→ **TASK INSTRUCTIONS**
Look through the data below and return each line where "contains" appears.

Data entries

============================================================

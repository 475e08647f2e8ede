use tracing::{debug, info};

use super::{CatalogView, MediaRef, ALL_CATEGORY};

/// Tracks which category the grid is showing
#[derive(Debug, Clone)]
pub struct FilterController {
    active: String,
}

impl Default for FilterController {
    fn default() -> Self {
        Self {
            active: ALL_CATEGORY.to_string(),
        }
    }
}

impl FilterController {
    pub fn new() -> Self {
        Self::default()
    }

    /// Select `category`, falling back to `"all"` for unknown names.
    ///
    /// Returns the category that actually became active. Callers reset the
    /// feed after every call, even when the selection did not change.
    pub fn select(&mut self, view: &CatalogView, category: &str) -> &str {
        if view.contains(category) {
            self.active = category.to_string();
        } else {
            debug!("Category '{}' not in view, falling back to all", category);
            self.active = ALL_CATEGORY.to_string();
        }
        info!("Filter set to '{}'", self.active);
        &self.active
    }

    /// Currently selected category name
    pub fn active(&self) -> &str {
        &self.active
    }

    /// Drop a selection that no longer exists after re-categorization.
    /// Returns true when the filter had to fall back.
    pub fn revalidate(&mut self, view: &CatalogView) -> bool {
        if view.contains(&self.active) {
            return false;
        }
        debug!("Category '{}' vanished after refetch, back to all", self.active);
        self.active = ALL_CATEGORY.to_string();
        true
    }

    /// The backing list for the current selection
    pub fn active_subset<'v>(&self, view: &'v CatalogView) -> &'v [MediaRef] {
        view.get(&self.active).unwrap_or_else(|| view.all())
    }
}

#[cfg(test)]
mod tests {
    use super::*;
    use crate::catalog::{categorize, MediaDescriptor};
    use std::sync::Arc;

    fn view_of(paths: &[&str]) -> CatalogView {
        let catalog: Vec<MediaRef> = paths
            .iter()
            .map(|p| Arc::new(MediaDescriptor::new(*p, Some("thumb.webp"))))
            .collect();
        categorize(&catalog)
    }

    #[test]
    fn test_defaults_to_all() {
        let view = view_of(&["A/1.mp4", "B/2.mp4"]);
        let filter = FilterController::new();
        assert_eq!(filter.active(), "all");
        assert_eq!(filter.active_subset(&view).len(), 2);
    }

    #[test]
    fn test_select_valid_category() {
        let view = view_of(&["A/1.mp4", "B/2.mp4", "A/3.mp4"]);
        let mut filter = FilterController::new();
        assert_eq!(filter.select(&view, "A"), "A");
        let subset = filter.active_subset(&view);
        assert_eq!(subset.len(), 2);
        assert!(subset.iter().all(|m| m.category() == "A"));
    }

    #[test]
    fn test_select_invalid_category_falls_back() {
        let view = view_of(&["A/1.mp4", "B/2.mp4"]);
        let mut filter = FilterController::new();
        filter.select(&view, "A");
        assert_eq!(filter.select(&view, "Nope"), "all");
        assert_eq!(filter.active_subset(&view).len(), 2);
    }

    #[test]
    fn test_stale_selection_reads_as_all() {
        let before = view_of(&["A/1.mp4", "B/2.mp4"]);
        let after = view_of(&["B/2.mp4", "C/3.mp4"]);
        let mut filter = FilterController::new();
        filter.select(&before, "A");

        // Even before revalidation the subset must not be empty or panic
        assert_eq!(filter.active_subset(&after).len(), 2);
        assert!(filter.revalidate(&after));
        assert_eq!(filter.active(), "all");
        assert!(!filter.revalidate(&after));
    }
}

============================================================

→ **RESULT**
        if view.contains(category) {
        if view.contains(&self.active) {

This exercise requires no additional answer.